##### Data supplied #####
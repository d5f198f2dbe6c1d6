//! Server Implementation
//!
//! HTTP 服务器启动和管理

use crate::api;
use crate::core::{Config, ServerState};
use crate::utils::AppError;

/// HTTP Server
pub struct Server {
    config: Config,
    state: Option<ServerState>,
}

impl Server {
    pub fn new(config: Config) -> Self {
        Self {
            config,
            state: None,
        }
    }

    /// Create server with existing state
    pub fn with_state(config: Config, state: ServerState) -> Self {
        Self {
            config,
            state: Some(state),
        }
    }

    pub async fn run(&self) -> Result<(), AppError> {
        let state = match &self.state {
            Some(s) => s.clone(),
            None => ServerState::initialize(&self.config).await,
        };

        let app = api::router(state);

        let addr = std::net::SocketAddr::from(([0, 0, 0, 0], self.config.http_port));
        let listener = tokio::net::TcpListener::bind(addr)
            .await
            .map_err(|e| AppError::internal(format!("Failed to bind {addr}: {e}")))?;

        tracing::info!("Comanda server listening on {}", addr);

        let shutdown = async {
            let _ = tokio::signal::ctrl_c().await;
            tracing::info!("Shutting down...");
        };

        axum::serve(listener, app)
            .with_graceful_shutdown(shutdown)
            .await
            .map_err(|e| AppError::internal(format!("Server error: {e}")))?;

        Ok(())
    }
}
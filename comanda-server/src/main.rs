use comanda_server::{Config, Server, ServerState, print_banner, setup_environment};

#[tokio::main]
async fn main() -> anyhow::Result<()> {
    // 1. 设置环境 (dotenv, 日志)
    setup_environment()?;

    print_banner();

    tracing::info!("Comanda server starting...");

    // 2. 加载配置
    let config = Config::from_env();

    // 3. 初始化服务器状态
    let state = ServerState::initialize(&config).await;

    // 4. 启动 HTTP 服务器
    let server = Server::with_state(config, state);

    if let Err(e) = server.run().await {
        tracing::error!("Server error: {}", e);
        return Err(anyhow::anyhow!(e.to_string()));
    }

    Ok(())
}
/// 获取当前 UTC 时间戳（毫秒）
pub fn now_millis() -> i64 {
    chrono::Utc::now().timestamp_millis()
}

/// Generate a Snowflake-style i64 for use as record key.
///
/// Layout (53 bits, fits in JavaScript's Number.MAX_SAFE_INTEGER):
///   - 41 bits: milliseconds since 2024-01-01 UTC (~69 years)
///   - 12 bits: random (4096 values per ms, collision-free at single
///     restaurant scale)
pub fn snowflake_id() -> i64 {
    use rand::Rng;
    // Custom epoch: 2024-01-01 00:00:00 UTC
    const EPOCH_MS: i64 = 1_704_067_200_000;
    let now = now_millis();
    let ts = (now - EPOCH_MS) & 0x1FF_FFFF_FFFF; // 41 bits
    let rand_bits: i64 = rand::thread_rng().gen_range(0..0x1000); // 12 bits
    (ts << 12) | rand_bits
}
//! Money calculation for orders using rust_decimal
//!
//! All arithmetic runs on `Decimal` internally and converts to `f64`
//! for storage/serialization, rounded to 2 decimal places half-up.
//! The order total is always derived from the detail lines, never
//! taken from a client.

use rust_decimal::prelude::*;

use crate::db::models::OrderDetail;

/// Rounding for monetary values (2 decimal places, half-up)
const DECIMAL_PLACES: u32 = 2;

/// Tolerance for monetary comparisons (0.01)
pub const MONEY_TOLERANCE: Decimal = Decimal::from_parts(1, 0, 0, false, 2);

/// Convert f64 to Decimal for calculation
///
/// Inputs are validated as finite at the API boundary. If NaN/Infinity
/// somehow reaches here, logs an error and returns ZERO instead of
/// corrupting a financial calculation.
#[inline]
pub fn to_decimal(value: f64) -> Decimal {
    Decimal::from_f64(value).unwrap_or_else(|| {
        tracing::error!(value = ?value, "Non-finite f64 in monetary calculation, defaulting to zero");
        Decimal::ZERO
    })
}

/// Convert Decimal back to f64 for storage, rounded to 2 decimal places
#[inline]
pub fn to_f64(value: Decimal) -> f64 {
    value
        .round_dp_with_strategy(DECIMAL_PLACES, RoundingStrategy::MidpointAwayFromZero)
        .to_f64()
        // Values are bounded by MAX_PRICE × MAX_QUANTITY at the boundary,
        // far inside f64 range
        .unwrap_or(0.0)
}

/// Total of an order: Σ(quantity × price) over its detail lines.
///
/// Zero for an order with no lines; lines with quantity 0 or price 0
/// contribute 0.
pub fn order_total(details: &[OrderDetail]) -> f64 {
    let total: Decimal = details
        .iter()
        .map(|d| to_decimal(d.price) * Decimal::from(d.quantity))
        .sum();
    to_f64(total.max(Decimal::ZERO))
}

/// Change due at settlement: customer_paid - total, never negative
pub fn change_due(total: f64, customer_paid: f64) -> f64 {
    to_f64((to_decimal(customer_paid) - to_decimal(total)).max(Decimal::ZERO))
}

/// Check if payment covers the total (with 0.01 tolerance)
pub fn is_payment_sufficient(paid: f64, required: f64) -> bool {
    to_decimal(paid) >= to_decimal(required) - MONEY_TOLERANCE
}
#####
→ **Exercise directions**: Emit an exact copy of the lines spanning the start of the records to the line containing "let app = api::router(state);", inclusive, and no other output.

→ **Response area**:
repository d5f198f2dbe6c1d6
//! Server Implementation
//!
//! HTTP 服务器启动和管理

use crate::api;
use crate::core::{Config, ServerState};
use crate::utils::AppError;

/// HTTP Server
pub struct Server {
    config: Config,
    state: Option<ServerState>,
}

impl Server {
    pub fn new(config: Config) -> Self {
        Self {
            config,
            state: None,
        }
    }

    /// Create server with existing state
    pub fn with_state(config: Config, state: ServerState) -> Self {
        Self {
            config,
            state: Some(state),
        }
    }

    pub async fn run(&self) -> Result<(), AppError> {
        let state = match &self.state {
            Some(s) => s.clone(),
            None => ServerState::initialize(&self.config).await,
        };

        let app = api::router(state);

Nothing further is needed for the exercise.